▶ **Directions for this task**: Stop after the line containing "pub const FUNCTION_TAG: &str"; retype every line of the data before it exactly, starting from the first.

--- START ---

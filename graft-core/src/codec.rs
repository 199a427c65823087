//! Value codec
//!
//! Converts between [`Value`] and the [`Wire`] tree. Anything without a pure
//! value representation becomes a tagged list:
//!
//! ```text
//! ["__matrix__", dtype, shape, bytes]        dense array
//! ["__sparse__", shape, rows, cols, values]  COO sparse array
//! ["__object__", handle]                     remote object
//! ["__function__", handle | name]            remote function
//! ["__struct__", {field: value}]             native record
//! ```
//!
//! Object and function references are translated by the peer through the
//! [`References`] trait, which is where the remote allocates handles and the
//! master builds proxies.

use std::collections::BTreeMap;

use base64::engine::general_purpose::STANDARD;
use base64::Engine as _;

use crate::error::{CodecError, CodecResult};
use crate::format::{MessageFormat, PayloadEncoding};
use crate::matrix::{DType, Matrix, SparseMatrix};
use crate::value::Value;
use crate::wire::{Handle, Wire};

pub const MATRIX_TAG: &str = "__matrix__";
pub const SPARSE_TAG: &str = "__sparse__";
pub const OBJECT_TAG: &str = "__object__";
pub const FUNCTION_TAG: &str = "__function__";
pub const STRUCT_TAG: &str = "__struct__";

/// How a function reference is named on the wire
#[derive(Debug, Clone, PartialEq, Eq, Hash)]
pub enum RefKey {
    /// Entry in the remote handle table
    Handle(Handle),
    /// Function looked up by name on every call
    Name(String),
}

impl RefKey {
    pub fn to_wire(&self) -> Wire {
        match self {
            RefKey::Handle(h) => Wire::from(*h),
            RefKey::Name(name) => Wire::str(name.as_str()),
        }
    }

    pub fn from_wire(wire: &Wire) -> CodecResult<Self> {
        match wire {
            Wire::Str(name) => Ok(RefKey::Name(name.clone())),
            other => other.as_u64().map(|h| RefKey::Handle(Handle(h))).ok_or_else(|| {
                CodecError::malformed(
                    FUNCTION_TAG,
                    format!("expected handle or name, got {}", other.kind()),
                )
            }),
        }
    }
}

/// Peer-specific translation of object and function references
pub trait References<O, F> {
    /// Handle for an object about to cross the wire
    fn object_handle(&mut self, object: &O) -> CodecResult<Handle>;

    /// Wire key for a function about to cross the wire
    fn function_key(&mut self, function: &F) -> CodecResult<RefKey>;

    fn resolve_object(&mut self, handle: Handle) -> CodecResult<O>;

    fn resolve_function(&mut self, key: RefKey) -> CodecResult<F>;
}

/// References for contexts where no object may appear
#[derive(Debug, Default, Clone, Copy)]
pub struct NoReferences;

impl<O, F> References<O, F> for NoReferences {
    fn object_handle(&mut self, _object: &O) -> CodecResult<Handle> {
        Err(CodecError::Reference("objects cannot be encoded here".to_string()))
    }

    fn function_key(&mut self, _function: &F) -> CodecResult<RefKey> {
        Err(CodecError::Reference("functions cannot be encoded here".to_string()))
    }

    fn resolve_object(&mut self, handle: Handle) -> CodecResult<O> {
        Err(CodecError::Reference(format!("unexpected object handle {}", handle)))
    }

    fn resolve_function(&mut self, key: RefKey) -> CodecResult<F> {
        Err(CodecError::Reference(format!("unexpected function {:?}", key)))
    }
}

/// Recursive value encoder/decoder, parameterised by payload encoding
#[derive(Debug, Clone, Copy, PartialEq, Eq)]
pub struct ValueCodec {
    payload: PayloadEncoding,
}

impl ValueCodec {
    pub fn new(format: MessageFormat) -> Self {
        Self {
            payload: format.payload_encoding(),
        }
    }

    pub fn payload_encoding(&self) -> PayloadEncoding {
        self.payload
    }

    pub fn encode<O, F, R>(&self, value: &Value<O, F>, refs: &mut R) -> CodecResult<Wire>
    where
        R: References<O, F> + ?Sized,
    {
        let wire = match value {
            Value::Null => Wire::Nil,
            Value::Bool(b) => Wire::Bool(*b),
            Value::Int(i) => Wire::Int(*i),
            // JSON has no NaN or infinity, so those travel as a one-element array
            Value::Float(f) if !f.is_finite() && self.payload == PayloadEncoding::Base64Text => {
                self.encode_matrix(&Matrix::scalar(*f))
            }
            Value::Float(f) => Wire::Float(*f),
            Value::Str(s) => Wire::Str(s.clone()),
            Value::Bytes(bytes) => match self.payload {
                PayloadEncoding::RawBytes => Wire::Bin(bytes.clone()),
                PayloadEncoding::Base64Text => self.encode_matrix(&Matrix::row(bytes)),
            },
            Value::Complex(c) => self.encode_matrix(&Matrix::scalar(*c)),
            Value::Matrix(m) => self.encode_matrix(m),
            Value::Sparse(s) => self.encode_sparse(s)?,
            Value::List(items) => Wire::Array(
                items
                    .iter()
                    .map(|item| self.encode(item, refs))
                    .collect::<CodecResult<_>>()?,
            ),
            Value::Map(fields) => Wire::Map(self.encode_fields(fields, refs)?),
            Value::Struct(fields) => Wire::Array(vec![
                Wire::str(STRUCT_TAG),
                Wire::Map(self.encode_fields(fields, refs)?),
            ]),
            Value::Object(object) => {
                let handle = refs.object_handle(object)?;
                Wire::Array(vec![Wire::str(OBJECT_TAG), Wire::from(handle)])
            }
            Value::Function(function) => {
                let key = refs.function_key(function)?;
                Wire::Array(vec![Wire::str(FUNCTION_TAG), key.to_wire()])
            }
        };
        Ok(wire)
    }

    fn encode_fields<O, F, R>(
        &self,
        fields: &BTreeMap<String, Value<O, F>>,
        refs: &mut R,
    ) -> CodecResult<BTreeMap<String, Wire>>
    where
        R: References<O, F> + ?Sized,
    {
        fields
            .iter()
            .map(|(key, value)| Ok((key.clone(), self.encode(value, refs)?)))
            .collect()
    }

    pub fn decode<O, F, R>(&self, wire: Wire, refs: &mut R) -> CodecResult<Value<O, F>>
    where
        R: References<O, F> + ?Sized,
    {
        let value = match wire {
            Wire::Nil => Value::Null,
            Wire::Bool(b) => Value::Bool(b),
            Wire::Int(i) => Value::Int(i),
            Wire::Float(f) => Value::Float(f),
            Wire::Str(s) => Value::Str(s),
            Wire::Bin(bytes) => Value::Bytes(bytes),
            Wire::Map(fields) => Value::Map(self.decode_fields(fields, refs)?),
            Wire::Array(items) => match tag_of(&items) {
                Some(MATRIX_TAG) => Value::Matrix(self.decode_matrix(items)?),
                Some(SPARSE_TAG) => Value::Sparse(self.decode_sparse(items)?),
                Some(OBJECT_TAG) => {
                    let [_, handle] = fixed::<2>(OBJECT_TAG, items)?;
                    let handle = handle
                        .as_u64()
                        .map(Handle)
                        .ok_or_else(|| CodecError::malformed(OBJECT_TAG, "handle is not an integer"))?;
                    Value::Object(refs.resolve_object(handle)?)
                }
                Some(FUNCTION_TAG) => {
                    let [_, key] = fixed::<2>(FUNCTION_TAG, items)?;
                    Value::Function(refs.resolve_function(RefKey::from_wire(&key)?)?)
                }
                Some(STRUCT_TAG) => {
                    let [_, fields] = fixed::<2>(STRUCT_TAG, items)?;
                    let Wire::Map(fields) = fields else {
                        return Err(CodecError::malformed(STRUCT_TAG, "fields are not a map"));
                    };
                    Value::Struct(self.decode_fields(fields, refs)?)
                }
                _ => Value::List(
                    items
                        .into_iter()
                        .map(|item| self.decode(item, refs))
                        .collect::<CodecResult<_>>()?,
                ),
            },
        };
        Ok(value)
    }

    fn decode_fields<O, F, R>(
        &self,
        fields: BTreeMap<String, Wire>,
        refs: &mut R,
    ) -> CodecResult<BTreeMap<String, Value<O, F>>>
    where
        R: References<O, F> + ?Sized,
    {
        fields
            .into_iter()
            .map(|(key, wire)| Ok((key, self.decode(wire, refs)?)))
            .collect()
    }

    /// `["__matrix__", dtype, shape, data]`
    pub fn encode_matrix(&self, matrix: &Matrix) -> Wire {
        let shape = matrix.shape().iter().map(|&d| Wire::Int(d as i64)).collect();
        let data = match self.payload {
            PayloadEncoding::RawBytes => Wire::Bin(matrix.data().to_vec()),
            PayloadEncoding::Base64Text => Wire::Str(STANDARD.encode(matrix.data())),
        };
        Wire::Array(vec![
            Wire::str(MATRIX_TAG),
            Wire::str(matrix.dtype().name()),
            Wire::Array(shape),
            data,
        ])
    }

    /// Accepts both raw and base64 payloads regardless of the codec's own mode
    pub fn decode_matrix(&self, items: Vec<Wire>) -> CodecResult<Matrix> {
        let [_, dtype, shape, data] = fixed::<4>(MATRIX_TAG, items)?;
        let dtype = dtype
            .as_str()
            .ok_or_else(|| CodecError::malformed(MATRIX_TAG, "dtype is not a string"))
            .and_then(DType::from_name)?;
        let shape = decode_shape(MATRIX_TAG, &shape)?;
        let data = match data {
            Wire::Bin(bytes) => bytes,
            Wire::Str(text) => {
                let compact: String = text.split_whitespace().collect();
                STANDARD.decode(compact)?
            }
            Wire::Nil => Vec::new(),
            other => {
                return Err(CodecError::malformed(
                    MATRIX_TAG,
                    format!("data is {}, expected bytes or base64 text", other.kind()),
                ))
            }
        };
        Matrix::new(dtype, shape, data)
    }

    /// `["__sparse__", [rows, cols], rowMatrix, colMatrix, valueMatrix]`, with
    /// the three vectors as nil when there are no stored entries
    pub fn encode_sparse(&self, sparse: &SparseMatrix) -> CodecResult<Wire> {
        let (n_rows, n_cols) = sparse.shape();
        let mut items = vec![
            Wire::str(SPARSE_TAG),
            Wire::Array(vec![Wire::Int(n_rows as i64), Wire::Int(n_cols as i64)]),
        ];
        if sparse.nnz() == 0 {
            items.extend([Wire::Nil, Wire::Nil, Wire::Nil]);
        } else {
            let nnz = sparse.nnz();
            let rows: Vec<i64> = sparse.rows().iter().map(|&r| r as i64).collect();
            let cols: Vec<i64> = sparse.cols().iter().map(|&c| c as i64).collect();
            items.push(self.encode_matrix(&Matrix::from_elements(vec![nnz], &rows)?));
            items.push(self.encode_matrix(&Matrix::from_elements(vec![nnz], &cols)?));
            items.push(self.encode_matrix(sparse.values()));
        }
        Ok(Wire::Array(items))
    }

    pub fn decode_sparse(&self, items: Vec<Wire>) -> CodecResult<SparseMatrix> {
        let [_, shape, rows, cols, values] = fixed::<5>(SPARSE_TAG, items)?;
        let dims = decode_shape(SPARSE_TAG, &shape)?;
        let shape = match dims.as_slice() {
            &[r, c] => (r, c),
            other => {
                return Err(CodecError::malformed(
                    SPARSE_TAG,
                    format!("shape must have two dimensions, got {:?}", other),
                ))
            }
        };
        let rows = self.decode_indices(rows)?;
        let cols = self.decode_indices(cols)?;
        let values = match self.decode_vector(values)? {
            Some(values) => values,
            None => Matrix::empty(DType::Float64),
        };
        SparseMatrix::from_triplets(shape, rows, cols, values)
    }

    /// Nil or an array of any shape, raveled to one dimension
    fn decode_vector(&self, wire: Wire) -> CodecResult<Option<Matrix>> {
        match wire {
            Wire::Nil => Ok(None),
            Wire::Array(items) if items.is_empty() => Ok(None),
            Wire::Array(items) => {
                let matrix = self.decode_matrix(items)?;
                let len = matrix.len();
                matrix.reshape(vec![len]).map(Some)
            }
            other => Err(CodecError::malformed(
                SPARSE_TAG,
                format!("expected a matrix or nil, got {}", other.kind()),
            )),
        }
    }

    fn decode_indices(&self, wire: Wire) -> CodecResult<Vec<usize>> {
        let Some(matrix) = self.decode_vector(wire)? else {
            return Ok(Vec::new());
        };
        matrix
            .to_f64_vec()?
            .into_iter()
            .map(|v| {
                if v >= 0.0 && v.fract() == 0.0 {
                    Ok(v as usize)
                } else {
                    Err(CodecError::malformed(SPARSE_TAG, format!("invalid index {}", v)))
                }
            })
            .collect()
    }
}

impl Default for ValueCodec {
    fn default() -> Self {
        Self::new(MessageFormat::default())
    }
}

fn tag_of(items: &[Wire]) -> Option<&str> {
    match items.first() {
        Some(Wire::Str(tag)) => Some(tag.as_str()),
        _ => None,
    }
}

fn fixed<const N: usize>(tag: &'static str, items: Vec<Wire>) -> CodecResult<[Wire; N]> {
    let len = items.len();
    items
        .try_into()
        .map_err(|_| CodecError::malformed(tag, format!("expected {} elements, got {}", N, len)))
}

/// Dimension sizes, coerced from floats where the sender only has doubles
fn decode_shape(tag: &'static str, wire: &Wire) -> CodecResult<Vec<usize>> {
    let dims = match wire {
        Wire::Array(dims) => dims.as_slice(),
        scalar @ (Wire::Int(_) | Wire::Float(_)) => std::slice::from_ref(scalar),
        other => {
            return Err(CodecError::malformed(
                tag,
                format!("shape is {}, expected an array", other.kind()),
            ))
        }
    };
    dims.iter()
        .map(|dim| {
            dim.as_u64()
                .and_then(|d| usize::try_from(d).ok())
                .ok_or_else(|| CodecError::malformed(tag, format!("invalid dimension {:?}", dim)))
        })
        .collect()
}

--- END ---

▶ **Problem solution**:
filename graft-core/src/codec.rs
repository 199a427c65823087
//! Value codec
//!
//! Converts between [`Value`] and the [`Wire`] tree. Anything without a pure
//! value representation becomes a tagged list:
//!
//! ```text
//! ["__matrix__", dtype, shape, bytes]        dense array
//! ["__sparse__", shape, rows, cols, values]  COO sparse array
//! ["__object__", handle]                     remote object
//! ["__function__", handle | name]            remote function
//! ["__struct__", {field: value}]             native record
//! ```
//!
//! Object and function references are translated by the peer through the
//! [`References`] trait, which is where the remote allocates handles and the
//! master builds proxies.

use std::collections::BTreeMap;

use base64::engine::general_purpose::STANDARD;
use base64::Engine as _;

use crate::error::{CodecError, CodecResult};
use crate::format::{MessageFormat, PayloadEncoding};
use crate::matrix::{DType, Matrix, SparseMatrix};
use crate::value::Value;
use crate::wire::{Handle, Wire};

pub const MATRIX_TAG: &str = "__matrix__";
pub const SPARSE_TAG: &str = "__sparse__";
pub const OBJECT_TAG: &str = "__object__";
pub const FUNCTION_TAG: &str = "__function__";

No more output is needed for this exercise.